Cross-regulation between autophagy and synaptic vesicle cycling at the pre-synaptic terminal. At synapses, synaptic vesicle (SV) cycling and autophagy are interconnected and reciprocally regulated. Black lines indicate the effect on autophagosome formation elicited by components of the SV machinery, while red lines highlight the influence on neurotransmission evoked by changes in autophagy levels. The endocytic proteins EndoA and Synj1 participate in autophagosome formation respectively by recruiting ATG3 and by allowing ATG18 to cycle off the autophagosomal membranes. Both actions result in the lipidation of ATG8/LC3. The scaffold protein Bassoon has the opposite effect. It sequesters ATG5 and prevents autophagosome formation.
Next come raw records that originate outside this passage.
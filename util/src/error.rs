//! Error types for fixture helpers

use thiserror::Error;

/// Error type for fixture operations
#[derive(Debug, Error)]
pub enum UtilError {
    /// Writing a fixture to disk failed
    #[error("I/O error: {0}")]
    IoError(#[from] std::io::Error),
    /// The requested fixture cannot be represented
    #[error("Validation error: {0}")]
    ValidationError(String),
}

/// Result type for fixture operations
pub type UtilResult<T> = std::result::Result<T, UtilError>;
Pre-synaptic calcium waves are associated with autophagy induction, but a direct mechanistic link between the two is missing. Cycling of ATG9-positive vesicles facilitate autophagosome formation at pre-synaptic sites. The GTPase Rab26 clusters on SVs and by interacting with ATG16L it recruits the autophagy machinery that engulfs and degrades SVs. SV turnover modulates the strength of neurotransmission. Reduced numbers of SVs, due to autophagy-mediated clearance, results in decreased neurotransmitter release. An opposite effect is observed when autophagy is abolished and tubular ER accumulates at synapses. As a consequence, calcium buffering is altered and neurotransmission is enhanced. The crosstalk between synaptic autophagy and neurotransmission might represent a feedback mechanism that synapses employ to regulate both pathways in a flexible way.